Status: Second reading — failed to pass (yeas 39, nays 48). Introduced: Nov 13, 2024. Sponsor(s): House members Brandenburg, Grueneich, Hanson, Satrom, Schauer, Schneider, Warrey; Senate sponsors Erbele, Hogan (committee engrossment). Act would have added a new section to NDCC ch. 54‑52.1 (public employee health benefits).

Purpose
- Require the public employees retirement system (PERS) health plan (the board’s plan under ch. 54‑52.1) to cover medically‑recommended fertility‑preservation services for covered individuals who have a medical or genetic condition — or who are expected to undergo medical treatment — that may impair fertility. Establish a temporary statutory pilot and require PERS to report back to the legislature.

Key provisions
- Definitions: “Medically necessary” tied to a licensed physician’s findings and to accepted standards (e.g., American Society for Reproductive Medicine, American Society of Clinical Oncology); “standard fertility preservation services” defined to include consultation, evaluation, testing, medications, treatments, and cryopreservation of eggs, sperm, embryos, or other reproductive tissue consistent with professional guidelines.
- Mandatory coverage: If a covered individual has a diagnosed condition (or will undergo treatment) that may impair fertility, the board must provide coverage for standard fertility preservation services when recommended and medically necessary.
- Scope of covered services: Must include consultation, evaluation, laboratory assessment, medication, procurement and storage of gametes/embryos/reproductive tissue, and all procedures required for cryopreservation.
- Number of cycles: Coverage limited to four preservation cycles.
- Parity and access: Coverage must be available to all covered individuals (including those entering coverage during special/open enrollment). Benefits may not be subject to restrictions (copayment, deductible, coinsurance, benefit maximum, waiting period, or other limits) that differ from other medical or surgical benefits under the plan.
- Exclusion: The section would not apply to Medicare Part D prescription drug coverage.
- Reporting / sunset: PERS must prepare and submit a bill to the 70th Legislative Assembly seeking repeal of the act’s expiration and to extend the mandate to all group and individual policies; the submission must include a report on the effect to system programs, utilization/costs, and a recommendation on continuation.
- Application and expiration: Applies to health benefits beginning after June 30, 2025, and the Act would expire June 30, 2027 (i.e., a two‑year window unless extended).

Who would be affected
- Primary: Public employees and other individuals enrolled in PERS group health plans and their covered dependents (any “covered individual” under the plan) in North Dakota.
- Secondary: PERS (administrators), plan providers, and ultimately state employer costs and budgetary exposure to utilization/costs for fertility preservation.

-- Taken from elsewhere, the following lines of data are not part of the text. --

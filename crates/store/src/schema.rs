pub const SCHEMA_SQL: &str = r#"
CREATE TABLE IF NOT EXISTS chunks (
  id TEXT PRIMARY KEY,
  doc_type TEXT,
  text TEXT NOT NULL,
  metadata_json TEXT NOT NULL,
  embedding BLOB NOT NULL,
  dims INTEGER NOT NULL,
  created_at TIMESTAMP NOT NULL
);

CREATE INDEX IF NOT EXISTS idx_chunks_type ON chunks(doc_type);
"#;
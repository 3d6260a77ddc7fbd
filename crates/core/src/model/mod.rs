pub mod document;
pub mod narrative;
pub mod span;
pub mod trace;
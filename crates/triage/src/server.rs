use std::net::SocketAddr;
use std::sync::Arc;

use anyhow::Context;
use axum::extract::State;
use axum::http::{Method, StatusCode};
use axum::response::{IntoResponse, Response};
use axum::routing::{get, post};
use axum::{Json, Router};
use tokio::sync::watch;
use tower_http::cors::{Any, CorsLayer};
use tower_http::trace::TraceLayer;
use tracing::{Level, error};
use triage_core::error::TriageError;
use triage_core::query::{
    AskRequest, AskResponse, HealthResponse, IngestDocsResponse, IngestStatus,
    IngestTracesRequest, IngestTracesResponse, SearchRequest, SearchResponse,
};
use triage_ingest::{IngestOutcome, IngestionService};
use triage_rag::QueryOrchestrator;
use triage_store::SemanticIndex;

pub const SERVICE_NAME: &str = "rag-service";

#[derive(Clone)]
pub struct AppState {
    pub orchestrator: Arc<QueryOrchestrator>,
    pub ingestion: IngestionService,
}

pub fn router(state: AppState) -> Router {
    let cors = CorsLayer::new()
        .allow_origin(Any)
        .allow_methods([Method::GET, Method::POST, Method::OPTIONS])
        .allow_headers(Any);

    Router::new()
        .route("/ask", post(ask))
        .route("/search", post(search))
        .route("/ingest", post(ingest_docs))
        .route("/ingest/traces", post(ingest_traces))
        .route("/health", get(health))
        .layer(cors)
        .layer(
            TraceLayer::new_for_http()
                .on_request(tower_http::trace::DefaultOnRequest::new().level(Level::INFO))
                .on_response(tower_http::trace::DefaultOnResponse::new().level(Level::INFO)),
        )
        .with_state(state)
}

pub async fn run_http_server(
    state: AppState,
    addr: SocketAddr,
    mut shutdown: watch::Receiver<bool>,
) -> anyhow::Result<()> {
    let listener = tokio::net::TcpListener::bind(addr)
        .await
        .with_context(|| format!("bind HTTP listener {addr}"))?;
    axum::serve(listener, router(state))
        .with_graceful_shutdown(async move {
            let _ = shutdown.wait_for(|stop| *stop).await;
        })
        .await
        .context("HTTP server failed")
}

/// Ingestion failures surface as a JSON error body; answers never do.
struct ApiError(TriageError);

impl IntoResponse for ApiError {
    fn into_response(self) -> Response {
        let status = match self.0 {
            TriageError::InvalidArgument(_) => StatusCode::BAD_REQUEST,
            TriageError::Unavailable(_) => StatusCode::SERVICE_UNAVAILABLE,
            _ => StatusCode::INTERNAL_SERVER_ERROR,
        };
        let body = serde_json::json!({ "error": self.0.to_string(), "kind": self.0.kind() });
        (status, Json(body)).into_response()
    }
}

async fn ask(State(state): State<AppState>, Json(req): Json<AskRequest>) -> Json<AskResponse> {
    let answer = state.orchestrator.ask(&req.question).await;
    Json(AskResponse {
        question: req.question,
        answer,
    })
}

async fn search(
    State(state): State<AppState>,
    Json(req): Json<SearchRequest>,
) -> Result<Json<SearchResponse>, ApiError> {
    let spec = req.retrieval().map_err(ApiError)?;
    let results = state
        .orchestrator
        .index()
        .search(&req.query, &spec)
        .await
        .map_err(|e| {
            error!(error = %e, "search failed");
            ApiError(e)
        })?;
    Ok(Json(SearchResponse {
        query: req.query,
        filter: spec.filter.as_ref().map(ToString::to_string),
        results,
    }))
}

async fn ingest_docs(State(state): State<AppState>) -> Result<Json<IngestDocsResponse>, ApiError> {
    let outcome = state.ingestion.refresh_documents().await.map_err(|e| {
        error!(error = %e, "document ingestion failed");
        ApiError(e)
    })?;
    let (status, documents_ingested) = split_outcome(outcome);
    Ok(Json(IngestDocsResponse {
        status,
        documents_ingested,
    }))
}

async fn ingest_traces(
    State(state): State<AppState>,
    body: Option<Json<IngestTracesRequest>>,
) -> Result<Json<IngestTracesResponse>, ApiError> {
    let req = body.map(|Json(req)| req).unwrap_or_default();
    let lookback = req.effective_lookback();
    let limit = req.effective_limit();
    let outcome = state
        .ingestion
        .ingest_traces(&lookback, limit)
        .await
        .map_err(|e| {
            error!(error = %e, lookback = %lookback, limit, "trace ingestion failed");
            ApiError(e)
        })?;
    let (status, traces_ingested) = split_outcome(outcome);
    Ok(Json(IngestTracesResponse {
        status,
        traces_ingested,
        lookback,
        limit,
    }))
}

async fn health() -> Json<HealthResponse> {
    Json(HealthResponse {
        status: "UP".to_string(),
        service: SERVICE_NAME.to_string(),
    })
}

fn split_outcome(outcome: IngestOutcome) -> (IngestStatus, usize) {
    match outcome {
        IngestOutcome::Completed(count) => (IngestStatus::Completed, count),
        IngestOutcome::Skipped => (IngestStatus::Skipped, 0),
    }
}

Procedural / timeline notes
- The bill established a temporary (through June 30, 2027) mandate and required PERS to produce a follow‑up bill and cost/utilization report to the next legislature.
- Legislative outcome: Failed on second reading (yeas 39, nays 48) and therefore did not become law during this session.

Potential fiscal/operational impacts (from bill text and requirements)
- The bill directed PERS to analyze and report utilization and cost impacts; actual cost implications were not specified in the bill text. If enacted, the coverage mandate could increase plan expenditures depending on utilization; administrative changes would be required to implement benefit terms and claims processing.

Compiled from official sources — confirm details with the bill’s official record.